Exercise: From the entries that follow, report every line in which "RecommendationRequest" occurs.
**** Source material ****
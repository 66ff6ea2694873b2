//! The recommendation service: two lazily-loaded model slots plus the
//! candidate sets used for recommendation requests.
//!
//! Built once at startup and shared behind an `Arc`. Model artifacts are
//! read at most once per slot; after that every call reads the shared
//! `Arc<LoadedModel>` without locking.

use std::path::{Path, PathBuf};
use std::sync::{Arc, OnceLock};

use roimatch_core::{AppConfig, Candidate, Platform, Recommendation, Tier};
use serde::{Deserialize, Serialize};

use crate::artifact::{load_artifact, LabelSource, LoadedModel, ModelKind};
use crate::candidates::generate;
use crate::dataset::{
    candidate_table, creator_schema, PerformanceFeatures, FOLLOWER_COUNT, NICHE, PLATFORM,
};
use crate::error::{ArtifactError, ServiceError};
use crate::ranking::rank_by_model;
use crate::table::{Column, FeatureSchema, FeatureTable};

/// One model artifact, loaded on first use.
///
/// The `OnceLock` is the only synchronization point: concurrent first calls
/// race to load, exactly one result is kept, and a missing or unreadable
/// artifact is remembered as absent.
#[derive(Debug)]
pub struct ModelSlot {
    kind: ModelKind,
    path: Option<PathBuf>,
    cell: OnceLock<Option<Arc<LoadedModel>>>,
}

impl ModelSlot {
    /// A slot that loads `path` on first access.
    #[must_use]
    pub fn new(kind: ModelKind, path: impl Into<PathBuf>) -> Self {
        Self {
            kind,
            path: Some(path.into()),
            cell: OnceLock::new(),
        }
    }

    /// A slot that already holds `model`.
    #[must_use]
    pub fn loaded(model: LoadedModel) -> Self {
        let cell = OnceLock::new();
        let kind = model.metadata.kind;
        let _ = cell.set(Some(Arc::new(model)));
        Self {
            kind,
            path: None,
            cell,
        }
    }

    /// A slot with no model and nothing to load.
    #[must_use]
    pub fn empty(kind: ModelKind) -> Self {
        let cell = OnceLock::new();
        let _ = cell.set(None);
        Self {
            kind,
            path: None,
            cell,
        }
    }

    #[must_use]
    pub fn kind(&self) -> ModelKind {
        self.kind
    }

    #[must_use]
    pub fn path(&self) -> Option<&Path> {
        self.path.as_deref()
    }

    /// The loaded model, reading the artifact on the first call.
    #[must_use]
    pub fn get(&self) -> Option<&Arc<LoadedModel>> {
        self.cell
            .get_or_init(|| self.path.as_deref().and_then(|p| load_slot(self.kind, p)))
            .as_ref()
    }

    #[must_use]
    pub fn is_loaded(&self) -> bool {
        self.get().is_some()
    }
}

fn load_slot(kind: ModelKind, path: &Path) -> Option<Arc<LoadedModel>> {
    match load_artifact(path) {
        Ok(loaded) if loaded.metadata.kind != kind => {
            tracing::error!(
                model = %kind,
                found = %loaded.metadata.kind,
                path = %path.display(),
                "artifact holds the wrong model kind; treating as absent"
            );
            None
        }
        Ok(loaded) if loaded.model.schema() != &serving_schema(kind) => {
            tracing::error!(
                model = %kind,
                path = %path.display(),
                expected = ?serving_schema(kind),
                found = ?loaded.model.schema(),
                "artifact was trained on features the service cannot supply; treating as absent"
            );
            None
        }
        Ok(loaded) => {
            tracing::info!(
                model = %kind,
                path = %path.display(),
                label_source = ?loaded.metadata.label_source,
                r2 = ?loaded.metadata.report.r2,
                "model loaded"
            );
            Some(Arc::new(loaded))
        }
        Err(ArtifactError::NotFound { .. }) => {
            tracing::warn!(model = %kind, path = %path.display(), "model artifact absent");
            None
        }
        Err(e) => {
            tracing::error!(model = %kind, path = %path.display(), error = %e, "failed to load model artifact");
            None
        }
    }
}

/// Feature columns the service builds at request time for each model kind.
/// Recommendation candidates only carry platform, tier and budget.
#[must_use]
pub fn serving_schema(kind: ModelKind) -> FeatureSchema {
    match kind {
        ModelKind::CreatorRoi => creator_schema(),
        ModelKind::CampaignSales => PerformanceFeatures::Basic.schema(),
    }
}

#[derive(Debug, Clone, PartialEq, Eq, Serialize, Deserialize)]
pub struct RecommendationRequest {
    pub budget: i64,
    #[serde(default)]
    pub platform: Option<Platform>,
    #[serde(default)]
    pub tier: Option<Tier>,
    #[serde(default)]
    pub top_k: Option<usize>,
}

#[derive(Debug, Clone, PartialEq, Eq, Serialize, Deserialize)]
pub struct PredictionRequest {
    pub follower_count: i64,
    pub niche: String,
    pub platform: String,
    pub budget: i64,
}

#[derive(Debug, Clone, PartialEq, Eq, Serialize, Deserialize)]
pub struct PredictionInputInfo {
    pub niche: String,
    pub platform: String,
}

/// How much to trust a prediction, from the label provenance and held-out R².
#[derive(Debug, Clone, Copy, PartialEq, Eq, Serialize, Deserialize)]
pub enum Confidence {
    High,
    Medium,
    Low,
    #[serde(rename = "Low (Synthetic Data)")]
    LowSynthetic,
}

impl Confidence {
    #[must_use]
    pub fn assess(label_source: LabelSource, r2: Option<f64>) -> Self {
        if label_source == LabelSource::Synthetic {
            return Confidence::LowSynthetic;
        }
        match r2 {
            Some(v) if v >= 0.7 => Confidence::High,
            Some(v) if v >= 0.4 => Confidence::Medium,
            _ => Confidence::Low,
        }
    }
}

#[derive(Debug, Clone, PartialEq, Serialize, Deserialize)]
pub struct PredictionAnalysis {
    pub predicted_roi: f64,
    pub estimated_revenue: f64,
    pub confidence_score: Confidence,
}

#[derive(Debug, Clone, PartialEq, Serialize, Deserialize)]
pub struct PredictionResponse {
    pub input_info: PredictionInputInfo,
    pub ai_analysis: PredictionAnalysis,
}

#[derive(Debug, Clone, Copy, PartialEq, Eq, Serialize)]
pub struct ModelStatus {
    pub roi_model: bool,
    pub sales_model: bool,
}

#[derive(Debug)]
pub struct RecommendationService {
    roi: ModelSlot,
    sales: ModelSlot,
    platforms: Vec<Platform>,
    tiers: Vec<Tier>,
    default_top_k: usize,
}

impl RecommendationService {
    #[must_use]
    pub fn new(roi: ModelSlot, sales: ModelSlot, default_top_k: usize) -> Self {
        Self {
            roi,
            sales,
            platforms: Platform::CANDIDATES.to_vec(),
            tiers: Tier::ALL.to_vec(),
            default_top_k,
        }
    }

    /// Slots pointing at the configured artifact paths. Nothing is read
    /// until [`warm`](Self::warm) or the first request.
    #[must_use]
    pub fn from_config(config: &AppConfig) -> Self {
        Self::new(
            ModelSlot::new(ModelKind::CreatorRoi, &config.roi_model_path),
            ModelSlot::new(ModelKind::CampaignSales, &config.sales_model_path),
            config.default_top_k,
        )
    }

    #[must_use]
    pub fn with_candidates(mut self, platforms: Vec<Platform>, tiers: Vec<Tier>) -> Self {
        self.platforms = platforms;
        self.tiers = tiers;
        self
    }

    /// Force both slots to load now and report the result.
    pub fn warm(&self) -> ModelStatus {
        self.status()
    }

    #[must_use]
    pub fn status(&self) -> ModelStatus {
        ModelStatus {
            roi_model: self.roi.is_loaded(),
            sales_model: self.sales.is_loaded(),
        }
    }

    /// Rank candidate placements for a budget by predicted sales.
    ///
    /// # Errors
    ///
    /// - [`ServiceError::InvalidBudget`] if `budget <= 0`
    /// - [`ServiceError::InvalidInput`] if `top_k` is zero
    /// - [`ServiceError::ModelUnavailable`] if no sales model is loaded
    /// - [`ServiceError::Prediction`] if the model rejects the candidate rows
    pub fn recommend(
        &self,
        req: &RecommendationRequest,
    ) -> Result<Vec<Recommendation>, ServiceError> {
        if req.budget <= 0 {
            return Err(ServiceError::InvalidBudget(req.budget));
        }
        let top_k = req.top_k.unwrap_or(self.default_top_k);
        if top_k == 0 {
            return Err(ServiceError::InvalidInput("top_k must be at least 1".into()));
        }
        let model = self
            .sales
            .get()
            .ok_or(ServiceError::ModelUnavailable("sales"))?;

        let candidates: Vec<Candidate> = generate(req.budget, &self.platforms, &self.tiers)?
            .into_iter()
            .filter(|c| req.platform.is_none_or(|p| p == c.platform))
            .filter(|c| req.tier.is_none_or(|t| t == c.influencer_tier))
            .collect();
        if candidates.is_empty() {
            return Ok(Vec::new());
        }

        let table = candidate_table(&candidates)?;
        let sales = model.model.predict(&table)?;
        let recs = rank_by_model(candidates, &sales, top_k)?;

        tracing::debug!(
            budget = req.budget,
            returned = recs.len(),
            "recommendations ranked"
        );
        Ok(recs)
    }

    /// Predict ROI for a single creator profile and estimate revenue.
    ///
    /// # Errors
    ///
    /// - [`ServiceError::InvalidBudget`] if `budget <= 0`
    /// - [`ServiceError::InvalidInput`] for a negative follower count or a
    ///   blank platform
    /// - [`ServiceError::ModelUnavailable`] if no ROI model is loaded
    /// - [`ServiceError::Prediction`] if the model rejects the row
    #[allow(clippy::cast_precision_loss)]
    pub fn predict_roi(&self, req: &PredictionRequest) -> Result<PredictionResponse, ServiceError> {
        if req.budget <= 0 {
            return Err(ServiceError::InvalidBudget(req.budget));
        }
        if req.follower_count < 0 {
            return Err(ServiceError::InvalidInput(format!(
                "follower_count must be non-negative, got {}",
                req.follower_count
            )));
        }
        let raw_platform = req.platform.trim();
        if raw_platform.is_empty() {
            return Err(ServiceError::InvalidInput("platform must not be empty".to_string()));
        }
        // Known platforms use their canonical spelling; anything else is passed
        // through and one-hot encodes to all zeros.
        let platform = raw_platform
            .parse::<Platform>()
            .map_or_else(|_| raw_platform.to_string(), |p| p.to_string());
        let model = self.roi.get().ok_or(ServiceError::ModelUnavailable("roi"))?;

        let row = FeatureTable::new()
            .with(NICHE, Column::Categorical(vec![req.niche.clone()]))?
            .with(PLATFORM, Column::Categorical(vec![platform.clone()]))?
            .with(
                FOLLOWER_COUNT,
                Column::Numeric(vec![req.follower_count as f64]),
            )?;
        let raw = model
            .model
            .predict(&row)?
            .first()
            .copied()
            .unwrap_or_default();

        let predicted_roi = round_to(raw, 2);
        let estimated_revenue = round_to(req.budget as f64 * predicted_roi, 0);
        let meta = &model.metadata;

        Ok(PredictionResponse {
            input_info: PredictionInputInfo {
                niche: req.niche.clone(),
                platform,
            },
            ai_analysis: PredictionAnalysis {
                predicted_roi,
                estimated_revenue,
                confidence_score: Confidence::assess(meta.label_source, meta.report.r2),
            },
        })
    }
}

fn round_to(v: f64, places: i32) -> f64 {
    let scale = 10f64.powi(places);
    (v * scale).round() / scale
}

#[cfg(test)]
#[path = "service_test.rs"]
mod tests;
****
Exercise solution:
pub struct RecommendationRequest {
        req: &RecommendationRequest,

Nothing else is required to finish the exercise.